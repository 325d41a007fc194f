//! Seams between the engine and the toolkit hosting it.
//!
//! The host supplies text measurement and a place to attach page content;
//! the engine reports back through queued events. Observer traits give every
//! callback a no-op default so a host only implements what it cares about.

/// Text measurement at the title font.
pub trait TextMeasure {
    /// Natural (unwrapped) width of `text`.
    fn text_width(&self, text: &str) -> f32;

    /// Point size of the font, when known. Border and mask cursors derive
    /// their height from it.
    fn point_size(&self) -> Option<f32> {
        None
    }
}

/// A container that displays page content units.
///
/// The content surface attaches every page it is given and detaches pages it
/// drops; it never inspects them.
pub trait PageHost<P> {
    fn attach(&mut self, page: &P, index: usize);
    fn detach(&mut self, page: &P, index: usize);
}

/// A host that ignores attachment, for pages that need no parent.
#[derive(Debug, Default, Clone, Copy)]
pub struct DetachedHost;

impl<P> PageHost<P> for DetachedHost {
    fn attach(&mut self, _page: &P, _index: usize) {}
    fn detach(&mut self, _page: &P, _index: usize) {}
}

/// Callbacks of the paged content surface.
pub trait ContentObserver {
    fn on_settled_page(&mut self, _index: usize) {}
    fn on_drag_begin(&mut self) {}
    fn on_scroll_progress(&mut self, _old_index: usize, _new_index: usize, _progress: f32) {}
}

/// Callbacks of the tab strip.
pub trait SegmentObserver {
    fn on_title_selected(&mut self, _title: &str, _index: usize) {}
}

/// Callbacks of the page view coordinator.
pub trait PageObserver {
    fn on_settled_page(&mut self, _index: usize) {}
    fn on_tab_selected(&mut self, _title: &str, _index: usize) {}
}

= = =

Copy every entry exactly, leaving nothing out.

» **Completed exercise**
repository 325d41a007fc194f
//! Seams between the engine and the toolkit hosting it.
//!
//! The host supplies text measurement and a place to attach page content;
//! the engine reports back through queued events. Observer traits give every
//! callback a no-op default so a host only implements what it cares about.

/// Text measurement at the title font.
pub trait TextMeasure {
    /// Natural (unwrapped) width of `text`.
    fn text_width(&self, text: &str) -> f32;

    /// Point size of the font, when known. Border and mask cursors derive
    /// their height from it.
    fn point_size(&self) -> Option<f32> {
        None
    }
}

/// A container that displays page content units.
///
/// The content surface attaches every page it is given and detaches pages it
/// drops; it never inspects them.
pub trait PageHost<P> {
    fn attach(&mut self, page: &P, index: usize);
    fn detach(&mut self, page: &P, index: usize);
}

/// A host that ignores attachment, for pages that need no parent.
#[derive(Debug, Default, Clone, Copy)]
pub struct DetachedHost;

impl<P> PageHost<P> for DetachedHost {
    fn attach(&mut self, _page: &P, _index: usize) {}
    fn detach(&mut self, _page: &P, _index: usize) {}
}

/// Callbacks of the paged content surface.
pub trait ContentObserver {
    fn on_settled_page(&mut self, _index: usize) {}
    fn on_drag_begin(&mut self) {}
    fn on_scroll_progress(&mut self, _old_index: usize, _new_index: usize, _progress: f32) {}
}

/// Callbacks of the tab strip.
pub trait SegmentObserver {
    fn on_title_selected(&mut self, _title: &str, _index: usize) {}
}

/// Callbacks of the page view coordinator.
pub trait PageObserver {
    fn on_settled_page(&mut self, _index: usize) {}
    fn on_tab_selected(&mut self, _title: &str, _index: usize) {}
}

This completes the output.